Curieusement, les Sages du Talmud expliquent que cette interdiction ne concerne pas que le prêteur, mais également l’emprunteur, les témoins et tous ceux qui ont un rapport avec la transaction.
Pourquoi cette sévérité particulière ? La Thora donne une indication qui aide à mieux comprendre le sens de cette loi. En effet, elle conclut ainsi cette interdiction :
« Je suis Hachem votre Dieu qui vous a sortis du pays d’Égypte et vous a donné la terre de Canaan pour y être votre Dieu. »
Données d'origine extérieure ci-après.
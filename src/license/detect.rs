use std::path::{Path, PathBuf};

use tracing::{debug, trace};

use crate::error::DetectError;
use crate::license::spdx::recognize;

/// Something that can tell which license governs a directory.
pub trait LicenseDetector {
    /// Return the license type of `dir`, or why none could be determined.
    fn detect(&self, dir: &Path) -> Result<String, DetectError>;
}

const PRIMARY_STEMS: &[&str] = &["license", "licence", "copying", "unlicense"];
const PRIMARY_EXTENSIONS: &[&str] = &["", ".txt", ".md", ".rst", ".code"];
const VARIANT_PREFIXES: &[&str] = &["license-", "license_", "licence-", "copying-"];

/// Detects licenses by reading well-known license files from disk.
#[derive(Debug, Default, Clone, Copy)]
pub struct FsLicenseDetector;

impl FsLicenseDetector {
    pub fn new() -> Self {
        Self
    }
}

impl LicenseDetector for FsLicenseDetector {
    fn detect(&self, dir: &Path) -> Result<String, DetectError> {
        let io_err = |source| DetectError::Io {
            path: dir.to_path_buf(),
            source,
        };

        let mut primary: Vec<PathBuf> = Vec::new();
        let mut variants: Vec<PathBuf> = Vec::new();

        for entry in std::fs::read_dir(dir).map_err(io_err)? {
            let entry = entry.map_err(io_err)?;
            let name = entry.file_name().to_string_lossy().to_lowercase();
            let is_primary = is_primary_name(&name);
            let is_variant = !is_primary && VARIANT_PREFIXES.iter().any(|p| name.starts_with(p));
            if !is_primary && !is_variant {
                continue;
            }
            // Follows symlinks so a linked LICENSE still counts.
            if !entry.path().is_file() {
                continue;
            }
            if is_primary {
                primary.push(entry.path());
            } else {
                variants.push(entry.path());
            }
        }

        match primary.len() {
            0 => {}
            1 => {
                let text = read_license(&primary[0])?;
                return recognize(&text)
                    .map(str::to_string)
                    .ok_or(DetectError::UnrecognizedLicense);
            }
            _ => {
                primary.sort();
                return Err(DetectError::MultipleLicenseFiles(
                    primary.iter().map(|p| file_name(p)).collect(),
                ));
            }
        }

        if variants.is_empty() {
            trace!(dir = %dir.display(), "no license file");
            return Err(DetectError::NoLicenseFile);
        }

        variants.sort();
        for path in &variants {
            let text = read_license(path)?;
            if let Some(id) = recognize(&text) {
                debug!(file = %path.display(), license = id, "recognized license variant file");
                return Ok(id.to_string());
            }
        }

        Err(DetectError::UnrecognizedLicense)
    }
}

fn is_primary_name(lower: &str) -> bool {
    PRIMARY_STEMS.iter().any(|stem| {
        lower
            .strip_prefix(stem)
            .is_some_and(|rest| PRIMARY_EXTENSIONS.contains(&rest))
    })
}

fn read_license(path: &Path) -> Result<String, DetectError> {
    let bytes = std::fs::read(path).map_err(|source| DetectError::Io {
        path: path.to_path_buf(),
        source,
    })?;
    Ok(String::from_utf8_lossy(&bytes).into_owned())
}

fn file_name(path: &Path) -> String {
    path.file_name()
        .map(|n| n.to_string_lossy().into_owned())
        .unwrap_or_default()
}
Les Sages expliquent ainsi le rapport entre la sortie d’Égypte et le ribbit :
« D’ici l’on apprend que celui qui accepte le joug de la loi sur les intérêts accepte le joug divin, tandis que celui qui s’en débarrasse est considéré comme s’il rejetait tous les commandements. C’est à condition que vous acceptiez les lois concernant l’intérêt que Je vous ai sortis d’Égypte, car quiconque se soumet à ces lois reconnaît la sortie d’Égypte, tandis que celui qui les récuse nie également la sortie d’Égypte. »
Les Sages donnent ici une leçon essentielle : certes, le ribbit n’est pas en soi un crime. En effet, les intérêts sont le loyer du capital immobilisé. Les exiger est une nécessité dans une société régie par des lois économiques. Mais, font remarquer les Sages, c’est cette même logique, l’impérialisme des lois du marché, la primauté de l’économie sur l’humain, qui a amené la mise en esclavage du peuple hébreu devenu ainsi une main d’œuvre bon marché et corvéable à merci.
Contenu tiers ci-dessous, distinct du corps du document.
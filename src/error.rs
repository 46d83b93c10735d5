use std::path::PathBuf;

use thiserror::Error;

/// Failure reported by a [`LicenseDetector`](crate::license::detect::LicenseDetector).
///
/// `NoLicenseFile` and `UnrecognizedLicense` are inconclusive results that the
/// classifier handles; every other variant is a hard failure for the checked
/// directory.
#[derive(Debug, Error)]
pub enum DetectError {
    #[error("no license file found")]
    NoLicenseFile,

    #[error("license type could not be recognized")]
    UnrecognizedLicense,

    #[error("multiple license files found: {}", .0.join(", "))]
    MultipleLicenseFiles(Vec<String>),

    #[error("failed to read {}", .path.display())]
    Io {
        path: PathBuf,
        #[source]
        source: std::io::Error,
    },

    #[error("{0}")]
    Other(String),
}

/// A hard detector failure, tagged with the dependency it was classifying.
#[derive(Debug, Error)]
#[error("could not determine license for: {import_id}")]
pub struct ClassifyError {
    pub import_id: String,
    #[source]
    pub source: DetectError,
}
Les Juifs sont sortis d’Égypte pour enseigner au monde une logique différente, selon laquelle l’économie est au service de l’homme. Il ne faut pas que l’homme devienne l’esclave des exigences des lois du marché. Tous ceux qui participent, prêteurs, emprunteurs, témoins, au prêt à intérêt se soumettent à la loi du marché et c’est cela que Dieu interdit.
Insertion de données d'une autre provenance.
#[cfg(test)]
mod tests {
    use super::*;
    use std::collections::HashMap;
    use std::sync::Mutex;

    use crate::error::DetectError;
    use crate::roots::StaticRoots;

    #[derive(Clone, Copy)]
    enum Fake {
        License(&'static str),
        Unrecognized,
        Broken,
    }

    /// Answers from a fixed table (anything else has no license file) and
    /// records every directory it was asked about.
    #[derive(Default)]
    struct FakeDetector {
        answers: HashMap<PathBuf, Fake>,
        visited: Mutex<Vec<PathBuf>>,
    }

    impl FakeDetector {
        fn with(mut self, dir: impl Into<PathBuf>, answer: Fake) -> Self {
            self.answers.insert(dir.into(), answer);
            self
        }

        fn visited(&self) -> Vec<PathBuf> {
            self.visited.lock().unwrap().clone()
        }
    }

    impl LicenseDetector for FakeDetector {
        fn detect(&self, dir: &Path) -> Result<String, DetectError> {
            self.visited.lock().unwrap().push(dir.to_path_buf());
            match self.answers.get(dir) {
                Some(Fake::License(id)) => Ok(id.to_string()),
                Some(Fake::Unrecognized) => Err(DetectError::UnrecognizedLicense),
                Some(Fake::Broken) => Err(DetectError::Other("broken".into())),
                None => Err(DetectError::NoLicenseFile),
            }
        }
    }

    struct FailingRoots;

    impl WorkspaceRoots for FailingRoots {
        fn roots(&self) -> anyhow::Result<Vec<PathBuf>> {
            anyhow::bail!("GOPATH unavailable")
        }
    }

    fn policy() -> PolicyConfig {
        PolicyConfig {
            whitelist: ["MIT".to_string()].into(),
            blacklist: ["GPL-3.0".to_string()].into(),
            exceptions: ["example.com/lib".to_string()].into(),
        }
    }

    fn classifier(detector: FakeDetector, roots: &[&str]) -> Classifier<FakeDetector> {
        let roots = StaticRoots(roots.iter().map(PathBuf::from).collect());
        Classifier::new(policy(), detector, &roots)
    }

    #[test]
    fn test_license_in_start_directory() {
        let c = classifier(FakeDetector::default().with("/ws/dep", Fake::License("MIT")), &["/ws"]);
        let result = c.classify(Path::new("/ws/dep"), "example.org/dep");
        assert_eq!(result.status, LicenseStatus::Allowed);
        assert_eq!(result.path, PathBuf::from("/ws/dep"));
        assert_eq!(result.license_type, "MIT");
        assert_eq!(c.detector.visited(), vec![PathBuf::from("/ws/dep")]);
    }

    #[test]
    fn test_license_found_in_ancestor() {
        let c = classifier(
            FakeDetector::default().with("/ws/mod", Fake::License("MPL-2.0")),
            &["/ws"],
        );
        let result = c.classify(Path::new("/ws/mod/sub/pkg"), "example.org/mod/sub/pkg");
        assert_eq!(result.status, LicenseStatus::Marginal);
        assert_eq!(result.path, PathBuf::from("/ws/mod"));
        assert_eq!(result.license_type, "MPL-2.0");
    }

    #[test]
    fn test_stops_before_workspace_root() {
        // the root itself has a license but must never be checked
        let c = classifier(
            FakeDetector::default().with("/ws", Fake::License("MIT")),
            &["/ws"],
        );
        let result = c.classify(Path::new("/ws/a/b"), "example.org/a/b");
        assert_eq!(result.status, LicenseStatus::NoLicense);
        assert_eq!(result.path, PathBuf::from("/ws/a/b"));
        assert_eq!(result.license_type, "Unknown");
        assert_eq!(
            c.detector.visited(),
            vec![PathBuf::from("/ws/a/b"), PathBuf::from("/ws/a")]
        );
    }

    #[test]
    fn test_start_at_root_checks_nothing() {
        let c = classifier(FakeDetector::default(), &["/ws/"]);
        let result = c.classify(Path::new("/ws"), "example.org/ws");
        assert_eq!(result.status, LicenseStatus::NoLicense);
        assert!(c.detector.visited().is_empty());
    }

    #[test]
    fn test_hop_ceiling() {
        let deep: PathBuf = (0..15).fold(PathBuf::from("/"), |p, i| p.join(format!("d{i}")));
        let c = classifier(FakeDetector::default().with("/", Fake::License("MIT")), &[]);
        let result = c.classify(&deep, "example.org/deep");

        assert_eq!(result.status, LicenseStatus::NoLicense);
        assert_eq!(result.path, deep);
        let visited = c.detector.visited();
        assert_eq!(visited.len(), MAX_PARENT_HOPS);
        assert_eq!(visited[0], deep);
        assert_eq!(visited[MAX_PARENT_HOPS - 1], ancestor(&deep, MAX_PARENT_HOPS - 1));
    }

    #[test]
    fn test_returns_original_start_path() {
        let c = classifier(FakeDetector::default(), &["/ws"]);
        let result = c.classify(Path::new("/ws/dep/sub/.."), "example.org/dep");
        assert_eq!(result.status, LicenseStatus::NoLicense);
        assert_eq!(result.path, PathBuf::from("/ws/dep/sub/.."));
        assert_ne!(result.path, PathBuf::from("/ws/dep"));
        assert_eq!(c.detector.visited(), vec![PathBuf::from("/ws/dep")]);
    }

    #[test]
    fn test_exception_without_license_is_allowed() {
        let c = classifier(FakeDetector::default(), &["/ws"]);
        let result = c.classify(Path::new("/ws/lib"), "example.com/lib");
        assert_eq!(result.status, LicenseStatus::Allowed);
        assert_eq!(result.path, PathBuf::from("/ws/lib"));
        assert_eq!(result.license_type, "Unknown");
    }

    #[test]
    fn test_blacklist_beats_exception() {
        let c = classifier(
            FakeDetector::default().with("/ws/lib", Fake::License("GPL-3.0")),
            &["/ws"],
        );
        let result = c.classify(Path::new("/ws/lib"), "example.com/lib");
        assert_eq!(result.status, LicenseStatus::Banned);
        assert_eq!(result.license_type, "GPL-3.0");
    }

    #[test]
    fn test_unrecognized_stops_walk() {
        let c = classifier(
            FakeDetector::default()
                .with("/ws/a/b", Fake::Unrecognized)
                .with("/ws/a", Fake::License("MIT")),
            &["/ws"],
        );
        let result = c.classify(Path::new("/ws/a/b"), "example.org/a/b");
        assert_eq!(result.status, LicenseStatus::Unknown);
        assert_eq!(result.path, PathBuf::from("/ws/a/b"));
        assert!(result.error.is_none());
    }

    #[test]
    fn test_detector_failure_is_reported() {
        let c = classifier(FakeDetector::default().with("/ws/a", Fake::Broken), &["/ws"]);
        let result = c.classify(Path::new("/ws/a"), "example.org/a");
        assert_eq!(result.status, LicenseStatus::Unknown);
        assert_eq!(result.license_type, "Unknown");
        let err = result.error.expect("hard failure should carry an error");
        assert_eq!(err.to_string(), "could not determine license for: example.org/a");
    }

    #[test]
    fn test_failing_roots_provider_means_no_boundary() {
        let detector = FakeDetector::default().with("/ws", Fake::License("MIT"));
        let c = Classifier::new(policy(), detector, &FailingRoots);
        let result = c.classify(Path::new("/ws/a"), "example.org/a");
        assert_eq!(result.status, LicenseStatus::Allowed);
        assert_eq!(result.path, PathBuf::from("/ws"));
    }

    #[test]
    fn test_vendor_candidates_order() {
        let candidates =
            vendor_candidates(Path::new("/ws/proj/vendor/github.com/acme/widget")).unwrap();
        assert_eq!(
            candidates,
            [
                PathBuf::from("/ws/proj/vendor/github.com/acme/widget/github.com_acme"),
                PathBuf::from("/ws/proj/vendor/github.com/acme/widget/github.com_acme_widget"),
                PathBuf::from("/ws/proj/vendor/github.com/acme/github.com_acme"),
                PathBuf::from("/ws/proj/vendor/github.com/acme/github.com_acme_widget"),
            ]
        );
    }

    #[test]
    fn test_vendor_candidates_require_vendor_dir() {
        assert!(vendor_candidates(Path::new("/ws/proj/third_party/github.com/acme/widget")).is_none());
        assert!(vendor_candidates(Path::new("/ws/vendor/github.com/acme")).is_none());
        assert!(vendor_candidates(Path::new("/a")).is_none());
        // no vendor dir, so nothing is checked even though the paths do not exist
        assert!(vendor_candidate(Path::new("/nonexistent/x/y/z/w")).is_none());
    }

    #[test]
    fn test_vendor_candidate_first_existing_wins() {
        let tmp = tempfile::tempdir().unwrap();
        let dep = tmp.path().join("vendor/github.com/acme/widget");
        std::fs::create_dir_all(&dep).unwrap();
        assert!(vendor_candidate(&dep).is_none());

        let long_here = dep.join("github.com_acme_widget");
        let short_parent = dep.parent().unwrap().join("github.com_acme");
        std::fs::create_dir_all(&long_here).unwrap();
        std::fs::create_dir_all(&short_parent).unwrap();
        assert_eq!(vendor_candidate(&dep), Some(long_here.clone()));

        let short_here = dep.join("github.com_acme");
        std::fs::create_dir_all(&short_here).unwrap();
        assert_eq!(vendor_candidate(&dep), Some(short_here));
    }

    #[test]
    fn test_classify_through_vendor_candidate() {
        let tmp = tempfile::tempdir().unwrap();
        let root = tmp.path().to_path_buf();
        let dep = root.join("vendor/github.com/acme/widget");
        let flattened = dep.join("github.com_acme_widget");
        std::fs::create_dir_all(&flattened).unwrap();

        let detector = FakeDetector::default().with(flattened.clone(), Fake::License("MIT"));
        let roots = StaticRoots(vec![root]);
        let c = Classifier::new(policy(), detector, &roots);

        let result = c.classify(&dep, "github.com/acme/widget");
        assert_eq!(result.status, LicenseStatus::Allowed);
        assert_eq!(result.path, dep);
        assert_eq!(result.license_type, "MIT");
        // the walk ends at the candidate; no ancestor of `dep` is visited
        assert_eq!(c.detector.visited(), vec![dep.clone(), flattened]);
    }

    #[test]
    fn test_failing_vendor_candidate_ends_walk() {
        let tmp = tempfile::tempdir().unwrap();
        let root = tmp.path().to_path_buf();
        let dep = root.join("vendor/github.com/acme/widget");
        let flattened = dep.parent().unwrap().join("github.com_acme");
        std::fs::create_dir_all(&dep).unwrap();
        std::fs::create_dir_all(&flattened).unwrap();

        let detector = FakeDetector::default()
            .with(flattened.clone(), Fake::Broken)
            .with(dep.parent().unwrap(), Fake::License("MIT"));
        let roots = StaticRoots(vec![root]);
        let c = Classifier::new(policy(), detector, &roots);

        let result = c.classify(&dep, "github.com/acme/widget");
        assert_eq!(result.status, LicenseStatus::Unknown);
        assert_eq!(result.path, dep);
        assert_eq!(result.license_type, "Unknown");
        let err = result.error.expect("candidate failure should carry an error");
        assert_eq!(err.import_id, "github.com/acme/widget");
        assert_eq!(c.detector.visited(), vec![dep.clone(), flattened]);
    }

    #[test]
    fn test_detector_failure_at_ancestor_ends_walk() {
        let c = classifier(
            FakeDetector::default()
                .with("/ws/mod", Fake::Broken)
                .with("/ws", Fake::License("MIT")),
            &[],
        );
        let result = c.classify(Path::new("/ws/mod/pkg"), "example.org/mod/pkg");
        assert_eq!(result.status, LicenseStatus::Unknown);
        assert_eq!(result.path, PathBuf::from("/ws/mod"));
        assert!(result.error.is_some());
        assert_eq!(
            c.detector.visited(),
            vec![PathBuf::from("/ws/mod/pkg"), PathBuf::from("/ws/mod")]
        );
    }

    #[test]
    fn test_filesystem_root_checked_once() {
        let c = classifier(FakeDetector::default(), &[]);
        let result = c.classify(Path::new("/a"), "example.org/a");
        assert_eq!(result.status, LicenseStatus::NoLicense);
        assert_eq!(result.path, PathBuf::from("/a"));
        assert_eq!(
            c.detector.visited(),
            vec![PathBuf::from("/a"), PathBuf::from("/")]
        );
    }

    #[test]
    fn test_relative_root_resolved_before_walk() {
        // a root given as `..` from inside the project, resolved to an absolute path
        let tmp = tempfile::tempdir().unwrap();
        let proj = tmp.path().join("proj");
        let dep = proj.join("third_party/dep");
        std::fs::create_dir_all(&dep).unwrap();

        let outer = crate::paths::clean(tmp.path());
        let detector = FakeDetector::default().with(outer.clone(), Fake::License("MIT"));
        let roots = StaticRoots(vec![crate::paths::absolutize(&proj, Path::new(".."))]);
        let c = Classifier::new(policy(), detector, &roots);

        let result = c.classify(&dep, "example.org/dep");
        assert_eq!(result.status, LicenseStatus::NoLicense);
        assert!(!c.detector.visited().contains(&outer));
    }
}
Ainsi la Thora elle-même (déorayta) n’interdit que le prêt à intérêt dont les modalités sont fixées à l’avance, car il est alors l’expression d’un accord économique entre les deux partenaires.
Mais les Sages d’Israël (midérabanan) interdisent à l’emprunteur de rembourser au prêteur plus que ce que celui-ci lui a prêté, même s’il s’agit d’un geste spontané de sa part et qui ne répond donc pas à une logique économique, geste qui exprime les sentiments de reconnaissance de l’emprunteur qui a été secouru grâce au prêt : « Il lui a emprunté de l’argent. Si au moment du remboursement, il lui donne un cadeau et lui dit qu’il s’agit d’un dédommagement pour l’immobilisation de son argent, il aura transgressé la loi du ribbit[2]. »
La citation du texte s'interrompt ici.